Monday, September 15, 2008

Relations

What to write. This is one of those times of life when you have so much to express but you don’t get enough words to express yourself. Ohhh, no current incident inspires me to write this but at the same time it’s a topic which I feel is a matter of prime concern for everyone. We also need to set appropriate expectation levels for each of our relationships.

We all have performed one side of different roles in various relationships. These experiences give us a learning to handle various situations in life. I classify my relations into three broad categories Acquaintances, good to have, and must haves. At any point of time in life, I do not feel you can have more than 10 (Apart from your folks) people in the must have category. Please note that I do not consider any gender bias for any of the above named categories.

Acquaintances are timepasses who does not really matter. It doesn’t really matter if they are with us or not. These relationships are best explained in the age group of 15 years to 30 Years. Believe me there will be times when you count someone in must haves and they will put you in acquaintances. Whenever you come to realize this, the resultant pain is all due to the poor expectation management on your part.

The realization that you have over imposed yourself onto someone when there was no good response from the other side is stressing and painful. Few good words to explain this “Dil se milne ki tamanna nahi hai jab dil mein, haath se haath milane ki zarurat kya hai”. Whenever you realize that you are into such a situation, I believe the best way is to make a graceful exit before you stress yourself from the burden of carrying dead meat any further.

The other two categories are pretty much important lot. We should try to be selective while scanning people for these two categories. Must haves shall be handled with extreme priority. These relationships need to be cared (and sometimes even pampered). Sometimes we walk so fast that we leave everyone else far behind. The realization happens when we actually reach alone at the top. I have seen instances where people have questioned themselves“If we are gaining financial prosperity, why are we not happy ”.

Make sure that you always have time to receive an incoming call and say “I will call you later”. It makes the person at other end feel good. It is very common I guess to feel frustrated when someone does not pick up the phone or hangs up.

During college (UG), I met Ms Kiran Bedi. She gave us a great insight on priorities and life. The slip method (as I remember this) works all the time. Since I have left following this method, the quality of life has deteriorated. The slip method instructs us to maintain two lists. First list lists all tasks that need immediate attention whereas the second list contains tasks that can be done later. You shall frequently add, delete, or transfer tasks from both the lists. Try it for at least six months and you will eventually find out that most of the issues that caused stress in your relationships have already been taken care.

Good relationships make us feel comfortable. Watch out before you set expectations and love unconditionally.

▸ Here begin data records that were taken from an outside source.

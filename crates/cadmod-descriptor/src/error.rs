//! Validation errors for modification documents
//!
//! Every error names the entry it came from (when there is one) so a caller
//! can point the user at the offending instruction. Errors never abort the
//! whole document: each one excludes only the entry it describes.

use crate::model::DescriptorKind;

/// A single problem found while validating a modification document
#[derive(Debug, Clone, PartialEq, Eq, thiserror::Error)]
pub enum ValidationError {
    /// Input is not valid JSON
    #[error("JSON parse error: {0}")]
    Syntax(String),

    /// Document root is not a JSON object
    #[error("document root must be an object")]
    NotAnObject,

    /// Document has no `modifications` array
    #[error("document is missing the 'modifications' array")]
    MissingModifications,

    /// `modifications` exists but is not an array
    #[error("'modifications' must be an array")]
    ModificationsNotArray,

    /// Entry in `modifications` is not an object
    #[error("modification #{index}: entry must be an object")]
    EntryNotObject { index: usize },

    /// Entry has no `type` field
    #[error("modification #{index}: missing 'type'")]
    MissingType { index: usize },

    /// Entry `type` is not one of the known kinds
    #[error("modification #{index}: unknown type '{kind}'")]
    UnknownType { index: usize, kind: String },

    /// A required field for the entry's kind is absent
    #[error("modification #{index} ({kind}): missing required field '{field}'")]
    MissingField {
        index: usize,
        kind: DescriptorKind,
        field: &'static str,
    },

    /// A field is present but has the wrong shape
    #[error("modification #{index}: field '{field}' must be {expected}")]
    InvalidField {
        index: usize,
        field: &'static str,
        expected: &'static str,
    },

    /// Document parsed but contained no usable modification
    #[error("document contains no modifications")]
    Empty,
}

impl ValidationError {
    /// Index of the entry this error refers to, if any
    #[inline]
    #[must_use]
    pub fn entry_index(&self) -> Option<usize> {
        match self {
            Self::EntryNotObject { index }
            | Self::MissingType { index }
            | Self::UnknownType { index, .. }
            | Self::MissingField { index, .. }
            | Self::InvalidField { index, .. } => Some(*index),
            Self::Syntax(_)
            | Self::NotAnObject
            | Self::MissingModifications
            | Self::ModificationsNotArray
            | Self::Empty => None,
        }
    }

    /// True when the error invalidates the whole document rather than one entry
    #[inline]
    #[must_use]
    pub fn is_document_level(&self) -> bool {
        self.entry_index().is_none()
    }

    pub(crate) fn missing(index: usize, kind: DescriptorKind, field: &'static str) -> Self {
        Self::MissingField { index, kind, field }
    }

    pub(crate) fn invalid(index: usize, field: &'static str, expected: &'static str) -> Self {
        Self::InvalidField {
            index,
            field,
            expected,
        }
    }
}

#[cfg(test)]
mod tests {
    use super::*;

    #[test]
    fn missing_field_names_the_field() {
        let err = ValidationError::missing(2, DescriptorKind::Dimension, "newValue");
        assert_eq!(
            err.to_string(),
            "modification #2 (dimension): missing required field 'newValue'"
        );
    }

    #[test]
    fn unknown_type_display() {
        let err = ValidationError::UnknownType {
            index: 0,
            kind: "extrude".to_string(),
        };
        assert_eq!(err.to_string(), "modification #0: unknown type 'extrude'");
    }

    #[test]
    fn document_level_classification() {
        assert!(ValidationError::NotAnObject.is_document_level());
        assert!(ValidationError::Empty.is_document_level());
        assert!(!ValidationError::MissingType { index: 1 }.is_document_level());
        assert_eq!(
            ValidationError::invalid(3, "edges", "an array of strings").entry_index(),
            Some(3)
        );
    }
}
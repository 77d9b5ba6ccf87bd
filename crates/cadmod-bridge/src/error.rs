//! Error types for the CAD bridge
//!
//! One enum covers every failure the automation surface can report. The
//! classifiers tell the caller whether the open document is still usable.

use crate::session::SessionId;
use std::path::PathBuf;

/// Errors reported by a [`CadBridge`](crate::CadBridge) call
#[derive(Debug, thiserror::Error)]
pub enum BridgeError {
    /// Document file does not exist
    #[error("document not found: {}", .0.display())]
    DocumentNotFound(PathBuf),

    /// CAD surface refused to open the document
    #[error("could not open {}: {message}", path.display())]
    OpenFailed { path: PathBuf, message: String },

    /// Session handle is closed or was never issued
    #[error("session {0} is not open")]
    InvalidSession(SessionId),

    /// No feature with this name exists in the document
    #[error("feature not found: {0}")]
    FeatureNotFound(String),

    /// Feature exists but has no dimension with this name
    #[error("dimension '{dimension}' not found under feature '{feature}'")]
    DimensionNotFound { feature: String, dimension: String },

    /// No component with this name exists in the assembly
    #[error("component not found: {0}")]
    ComponentNotFound(String),

    /// A selection reference does not resolve to geometry
    #[error("reference not found: {0}")]
    ReferenceNotFound(String),

    /// Feature insertion needs a selection but none is active
    #[error("no geometry selected")]
    EmptySelection,

    /// CAD surface rejected a feature insertion
    #[error("{kind} rejected: {message}")]
    FeatureRejected { kind: String, message: String },

    /// Value is outside what the surface accepts
    #[error("invalid value {value} for {target}")]
    InvalidValue { target: String, value: f64 },

    /// Save did not complete
    #[error("save failed for {}: {message}", path.display())]
    SaveFailed { path: PathBuf, message: String },

    /// Bundling could not copy every referenced file
    #[error("pack and go incomplete: {} file(s) missing", missing.len())]
    PackAndGoIncomplete { missing: Vec<PathBuf> },

    /// Filesystem error while reading or writing a document
    #[error("io error on {}: {source}", path.display())]
    Io {
        path: PathBuf,
        #[source]
        source: std::io::Error,
    },

    /// Any other failure reported by the automation surface
    #[error("automation surface error: {0}")]
    Surface(String),
}

impl BridgeError {
    /// Create IO error for path
    pub fn io_error(path: impl Into<PathBuf>, source: std::io::Error) -> Self {
        Self::Io {
            path: path.into(),
            source,
        }
    }

    /// Create open failure for path
    pub fn open_failed(path: impl Into<PathBuf>, message: impl Into<String>) -> Self {
        Self::OpenFailed {
            path: path.into(),
            message: message.into(),
        }
    }

    /// True when the document can no longer be worked on through this session
    #[inline]
    #[must_use]
    pub fn is_session_fatal(&self) -> bool {
        matches!(
            self,
            Self::DocumentNotFound(_) | Self::OpenFailed { .. } | Self::InvalidSession(_)
        )
    }

    /// True when the error names something missing from the document model
    #[inline]
    #[must_use]
    pub fn is_lookup_failure(&self) -> bool {
        matches!(
            self,
            Self::FeatureNotFound(_)
                | Self::DimensionNotFound { .. }
                | Self::ComponentNotFound(_)
                | Self::ReferenceNotFound(_)
        )
    }
}

/// Result alias for bridge calls
pub type BridgeResult<T> = Result<T, BridgeError>;

#[cfg(test)]
mod tests {
    use super::*;

    #[test]
    fn dimension_not_found_display() {
        let err = BridgeError::DimensionNotFound {
            feature: "Sketch3".into(),
            dimension: "D9@Sketch3".into(),
        };
        assert_eq!(
            err.to_string(),
            "dimension 'D9@Sketch3' not found under feature 'Sketch3'"
        );
    }

    #[test]
    fn classifiers() {
        assert!(BridgeError::DocumentNotFound(PathBuf::from("a.json")).is_session_fatal());
        assert!(!BridgeError::EmptySelection.is_session_fatal());
        assert!(BridgeError::ComponentNotFound("Base-1".into()).is_lookup_failure());
        assert!(!BridgeError::Surface("x".into()).is_lookup_failure());
    }
}
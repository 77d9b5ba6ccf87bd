//! Cleanup retry policy

use serde::{Deserialize, Serialize};
use std::time::Duration;

/// How hard teardown tries before giving up
#[derive(Debug, Clone, PartialEq, Eq, Serialize, Deserialize)]
#[serde(default)]
pub struct CleanupPolicy {
    /// Delay before each direct delete attempt, in milliseconds
    pub retry_delays_ms: Vec<u64>,
    /// Rename the directory aside and delete the renamed copy when direct deletes fail
    pub rename_fallback: bool,
}

impl Default for CleanupPolicy {
    fn default() -> Self {
        Self {
            retry_delays_ms: vec![0, 1000, 1000],
            rename_fallback: true,
        }
    }
}

impl CleanupPolicy {
    /// `attempts` direct deletes with no delay between them
    #[must_use]
    pub fn immediate(attempts: usize) -> Self {
        Self {
            retry_delays_ms: vec![0; attempts.max(1)],
            rename_fallback: true,
        }
    }

    /// Set the per-attempt delays
    #[must_use]
    pub fn with_retry_delays_ms(mut self, delays: Vec<u64>) -> Self {
        self.retry_delays_ms = delays;
        self
    }

    /// Enable or disable the rename fallback
    #[must_use]
    pub fn with_rename_fallback(mut self, enabled: bool) -> Self {
        self.rename_fallback = enabled;
        self
    }

    /// Number of direct delete attempts; always at least one
    #[inline]
    #[must_use]
    pub fn attempts(&self) -> usize {
        self.retry_delays_ms.len().max(1)
    }

    /// Delay before each attempt
    pub fn delays(&self) -> impl Iterator<Item = Duration> + '_ {
        let fallback = self.retry_delays_ms.is_empty().then_some(0);
        self.retry_delays_ms
            .iter()
            .copied()
            .chain(fallback)
            .map(Duration::from_millis)
    }
}

#[cfg(test)]
mod tests {
    use super::*;

    #[test]
    fn default_is_three_attempts() {
        let policy = CleanupPolicy::default();
        assert_eq!(policy.attempts(), 3);
        let delays: Vec<_> = policy.delays().collect();
        assert_eq!(
            delays,
            vec![Duration::ZERO, Duration::from_secs(1), Duration::from_secs(1)]
        );
    }

    #[test]
    fn empty_delays_still_attempt_once() {
        let policy = CleanupPolicy::default().with_retry_delays_ms(Vec::new());
        assert_eq!(policy.attempts(), 1);
        assert_eq!(policy.delays().count(), 1);
    }
}
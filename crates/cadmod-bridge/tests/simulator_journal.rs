//! Call ordering and boxed-bridge behaviour of the simulator

use cadmod_bridge::{
    AssemblyDocument, BridgeCall, CadBridge, ComponentNode, DimensionNode, FeatureNode,
    FeatureSpec, SimulatedCad,
};
use cadmod_descriptor::{Axis, DimensionRef};
use pretty_assertions::assert_eq;
use std::path::{Path, PathBuf};

fn assembly(dir: &Path) -> PathBuf {
    let mut asm = AssemblyDocument::new("Housing");
    asm.geometry = vec!["Edge1".into(), "Edge2".into(), "Face1".into()];
    asm.components.push(ComponentNode {
        name: "Shell-1".into(),
        material: String::new(),
        file: None,
        features: vec![FeatureNode {
            name: "Boss1".into(),
            kind: "extrude".into(),
            dimensions: vec![DimensionNode {
                name: "D1@Boss1".into(),
                value: 40.0,
                units: "mm".into(),
                axis: Some(Axis::Z),
            }],
            references: Vec::new(),
        }],
        rebuilds: 0,
    });
    let path = dir.join("Housing.json");
    asm.store(&path).expect("store");
    path
}

#[test]
fn boxed_bridge_forwards_calls() {
    let dir = tempfile::tempdir().expect("tempdir");
    let path = assembly(dir.path());
    let mut cad: Box<dyn CadBridge> = Box::new(SimulatedCad::new());

    let session = cad.open_document(&path).expect("open");
    let old = cad
        .set_component_dimension(&session, "Shell-1", "D1@Boss1", 50.0)
        .expect("set");
    assert_eq!(old, 40.0);
    assert!(cad.is_dirty(&session).expect("dirty"));
    cad.save(&session).expect("save");
    assert!(!cad.is_dirty(&session).expect("dirty"));

    let reloaded = AssemblyDocument::load(&path).expect("reload");
    assert_eq!(reloaded.components[0].features[0].dimensions[0].value, 50.0);
}

#[test]
fn journal_records_selection_before_insert() {
    let dir = tempfile::tempdir().expect("tempdir");
    let path = assembly(dir.path());
    let mut cad = SimulatedCad::new();
    let session = cad.open_document(&path).expect("open");

    cad.clear_selection(&session).expect("clear");
    cad.select(&session, &["Edge1".to_string(), "Edge2".to_string()])
        .expect("select");
    let name = cad
        .insert_feature(
            &session,
            &FeatureSpec::Chamfer {
                distance: 2.0,
                angle_deg: 45.0,
            },
        )
        .expect("insert");
    assert_eq!(name, "Chamfer1");

    assert_eq!(
        &cad.journal()[1..],
        &[
            BridgeCall::ClearSelection,
            BridgeCall::Select(vec!["Edge1".into(), "Edge2".into()]),
            BridgeCall::InsertFeature("Chamfer1".into()),
        ]
    );

    // Inserted dimensions are addressable like any other
    let angle = cad
        .dimension(&session, &DimensionRef::new("Chamfer1", "D2@Chamfer1"))
        .expect("angle");
    assert_eq!(angle.value, 45.0);
    assert_eq!(angle.units, "deg");
}

#[test]
fn chamfer_angle_out_of_range_is_rejected() {
    let dir = tempfile::tempdir().expect("tempdir");
    let path = assembly(dir.path());
    let mut cad = SimulatedCad::new();
    let session = cad.open_document(&path).expect("open");
    cad.select(&session, &["Edge1".to_string()]).expect("select");

    let err = cad
        .insert_feature(
            &session,
            &FeatureSpec::Chamfer {
                distance: 1.0,
                angle_deg: 95.0,
            },
        )
        .unwrap_err();
    assert!(err.to_string().starts_with("Chamfer rejected"));
    assert!(!cad.is_dirty(&session).expect("dirty"));
}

Wednesday, September 10, 2008

Change in Attitude........

A page from the diary of my room mate...... Translated with due permissions from the author

She is not my types but opposites attract. I feel good when I am with her but still the comprehensions of a would it be Ok, grips my mind. There were at least three occasions when I came close to her and started saying this but the breakdown at the last moment makes it almost impossible for me at times. She is young, vibrent and enthusiastic. Perhaps, soemtimes she does an overconfident act that later makes her realize that "ohhh! was it ok or I looked a bit weired". Maybe, she is also trying to understand this mean and tough world like me where I trusted nobody for years. But now she is there on my mind (I wanted but cannot use "in my life").

I still recall the moment when I proposed a young lady (the first time I mean) around 10 years ago. This moment is one of the most precious memories of my
life. I was sitting on the pavement close to the college canteen. She was coming from the opposite direction. I breaked into a conversion with a stupid
stupid tagline "Did it hurt when you fell down from heaven".
She smiled and replied "What?".
I replied "You look awesome today"
She giggled and said nothing. I realizaed this was my real chance.
I continued the form with another tagline "Do you have any raisins? How about a date?"
She just smiled and walked away. I guess this was the sign of a silent approval from her side.

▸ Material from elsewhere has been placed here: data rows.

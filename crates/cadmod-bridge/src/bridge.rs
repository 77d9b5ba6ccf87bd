//! The CAD bridge trait
//!
//! A thin synchronous facade over an external automation surface. Calls are
//! blocking and the surface is not assumed reentrant: callers serialize every
//! call for one run onto a single execution context.
//!
//! Contract every implementation honors:
//! - Feature insertion acts on the current selection; callers clear and
//!   re-select before each mutating call
//! - A successful mutation marks the document dirty
//! - Rebuilds are explicit; the caller decides when to force one

use crate::error::BridgeResult;
use crate::session::Session;
use cadmod_descriptor::{Axis, DimensionRef};
use serde::{Deserialize, Serialize};
use std::fmt;
use std::path::{Path, PathBuf};

/// A dimension value together with the units the surface reports it in
#[derive(Debug, Clone, PartialEq, Serialize, Deserialize)]
pub struct DimensionReading {
    /// Numeric value
    pub value: f64,
    /// Units label, e.g. `mm`
    pub units: String,
}

/// One dimension found while enumerating a document
#[derive(Debug, Clone, PartialEq, Serialize, Deserialize)]
pub struct DimensionSample {
    /// Component (or assembly) owning the dimension
    pub component: String,
    /// Full dimension name
    pub dimension: String,
    /// Current value
    pub value: f64,
    /// Axis tag, when the dimension has one
    pub axis: Option<Axis>,
}

/// Material to assign, optionally resolved against a material database
#[derive(Debug, Clone, PartialEq, Eq, Serialize, Deserialize)]
pub struct MaterialAssignment {
    /// Material name as it will be written
    pub name: String,
    /// Database file the name was resolved in, if any
    pub database: Option<PathBuf>,
}

impl MaterialAssignment {
    /// Assignment using the name as given, without a database
    #[inline]
    #[must_use]
    pub fn raw(name: impl Into<String>) -> Self {
        Self {
            name: name.into(),
            database: None,
        }
    }
}

/// Fully parameterized feature to insert on the current selection
#[derive(Debug, Clone, Copy, PartialEq, Serialize, Deserialize)]
pub enum FeatureSpec {
    /// Distance-angle chamfer
    Chamfer {
        /// Setback distance
        distance: f64,
        /// Angle in degrees
        angle_deg: f64,
    },
    /// Constant-radius fillet
    Fillet {
        /// Fillet radius
        radius: f64,
    },
    /// Blind simple hole
    Hole {
        /// Hole diameter
        diameter: f64,
        /// Hole depth
        depth: f64,
    },
}

impl FeatureSpec {
    /// Base name the surface uses for features of this kind
    #[inline]
    #[must_use]
    pub fn kind_name(&self) -> &'static str {
        match self {
            Self::Chamfer { .. } => "Chamfer",
            Self::Fillet { .. } => "Fillet",
            Self::Hole { .. } => "Hole",
        }
    }
}

impl fmt::Display for FeatureSpec {
    fn fmt(&self, f: &mut fmt::Formatter<'_>) -> fmt::Result {
        match self {
            Self::Chamfer {
                distance,
                angle_deg,
            } => write!(f, "Chamfer {distance} x {angle_deg}°"),
            Self::Fillet { radius } => write!(f, "Fillet R{radius}"),
            Self::Hole { diameter, depth } => write!(f, "Hole Ø{diameter} x {depth}"),
        }
    }
}

/// Synchronous facade over the CAD automation surface
///
/// Implementations must be `Send` so a run can move its bridge onto a
/// dedicated blocking worker.
pub trait CadBridge: Send {
    /// Open a document and return a handle to it
    fn open_document(&mut self, path: &Path) -> BridgeResult<Session>;

    /// Close every open document without saving; returns how many were closed
    fn close_all(&mut self) -> usize;

    /// Clear any active selection
    fn clear_selection(&mut self, session: &Session) -> BridgeResult<()>;

    /// Add references to the selection; fails on the first unresolved one
    fn select(&mut self, session: &Session, refs: &[String]) -> BridgeResult<()>;

    /// Read one dimension
    fn dimension(&mut self, session: &Session, target: &DimensionRef) -> BridgeResult<DimensionReading>;

    /// Write one dimension; returns the value it replaced
    fn set_dimension(
        &mut self,
        session: &Session,
        target: &DimensionRef,
        value: f64,
    ) -> BridgeResult<DimensionReading>;

    /// Read a component's material name (empty when none assigned)
    fn material(&mut self, session: &Session, component: &str) -> BridgeResult<String>;

    /// Assign a material; returns the material it replaced
    fn set_material(
        &mut self,
        session: &Session,
        component: &str,
        material: &MaterialAssignment,
    ) -> BridgeResult<String>;

    /// Insert a feature on the current selection; returns the new feature's name
    fn insert_feature(&mut self, session: &Session, spec: &FeatureSpec) -> BridgeResult<String>;

    /// Component names in assembly order
    fn components(&mut self, session: &Session) -> BridgeResult<Vec<String>>;

    /// Enumerate dimensions across every component, optionally only one axis
    fn list_dimensions(
        &mut self,
        session: &Session,
        axis: Option<Axis>,
    ) -> BridgeResult<Vec<DimensionSample>>;

    /// Write a dimension addressed by component; returns the value it replaced
    fn set_component_dimension(
        &mut self,
        session: &Session,
        component: &str,
        dimension: &str,
        value: f64,
    ) -> BridgeResult<f64>;

    /// Rebuild one component
    fn rebuild_component(&mut self, session: &Session, component: &str) -> BridgeResult<()>;

    /// Rebuild the whole document; `force` rebuilds every feature
    fn rebuild(&mut self, session: &Session, force: bool) -> BridgeResult<()>;

    /// True when the document has unsaved changes
    fn is_dirty(&self, session: &Session) -> BridgeResult<bool>;

    /// Save the document in place
    fn save(&mut self, session: &Session) -> BridgeResult<()>;

    /// Copy the document and every file it references into `destination`
    ///
    /// Returns the paths written, document first.
    fn pack_and_go(&mut self, session: &Session, destination: &Path) -> BridgeResult<Vec<PathBuf>>;
}

impl<B: CadBridge + ?Sized> CadBridge for Box<B> {
    fn open_document(&mut self, path: &Path) -> BridgeResult<Session> {
        (**self).open_document(path)
    }

    fn close_all(&mut self) -> usize {
        (**self).close_all()
    }

    fn clear_selection(&mut self, session: &Session) -> BridgeResult<()> {
        (**self).clear_selection(session)
    }

    fn select(&mut self, session: &Session, refs: &[String]) -> BridgeResult<()> {
        (**self).select(session, refs)
    }

    fn dimension(&mut self, session: &Session, target: &DimensionRef) -> BridgeResult<DimensionReading> {
        (**self).dimension(session, target)
    }

    fn set_dimension(
        &mut self,
        session: &Session,
        target: &DimensionRef,
        value: f64,
    ) -> BridgeResult<DimensionReading> {
        (**self).set_dimension(session, target, value)
    }

    fn material(&mut self, session: &Session, component: &str) -> BridgeResult<String> {
        (**self).material(session, component)
    }

    fn set_material(
        &mut self,
        session: &Session,
        component: &str,
        material: &MaterialAssignment,
    ) -> BridgeResult<String> {
        (**self).set_material(session, component, material)
    }

    fn insert_feature(&mut self, session: &Session, spec: &FeatureSpec) -> BridgeResult<String> {
        (**self).insert_feature(session, spec)
    }

    fn components(&mut self, session: &Session) -> BridgeResult<Vec<String>> {
        (**self).components(session)
    }

    fn list_dimensions(
        &mut self,
        session: &Session,
        axis: Option<Axis>,
    ) -> BridgeResult<Vec<DimensionSample>> {
        (**self).list_dimensions(session, axis)
    }

    fn set_component_dimension(
        &mut self,
        session: &Session,
        component: &str,
        dimension: &str,
        value: f64,
    ) -> BridgeResult<f64> {
        (**self).set_component_dimension(session, component, dimension, value)
    }

    fn rebuild_component(&mut self, session: &Session, component: &str) -> BridgeResult<()> {
        (**self).rebuild_component(session, component)
    }

    fn rebuild(&mut self, session: &Session, force: bool) -> BridgeResult<()> {
        (**self).rebuild(session, force)
    }

    fn is_dirty(&self, session: &Session) -> BridgeResult<bool> {
        (**self).is_dirty(session)
    }

    fn save(&mut self, session: &Session) -> BridgeResult<()> {
        (**self).save(session)
    }

    fn pack_and_go(&mut self, session: &Session, destination: &Path) -> BridgeResult<Vec<PathBuf>> {
        (**self).pack_and_go(session, destination)
    }
}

Ten long years have passed and I have shifted into a comfort shell of my own which supresses me from doing whacky or indifferent things. Priorities change with time, we all become toys in the hands of priorities. I believe I am into a great depression whereby I am not able to express my feeling to someone whom I meet everyday, chat regularly in and after official work, go for movies, dinners and what not. Still the fear of loss seems to grip my mind everytime before saying "Let's get togather".
I do not wish to conclude but I have nothing more to write. As I write this, the lines "Dont gimme attitude, I have one of my own" seems so fickle.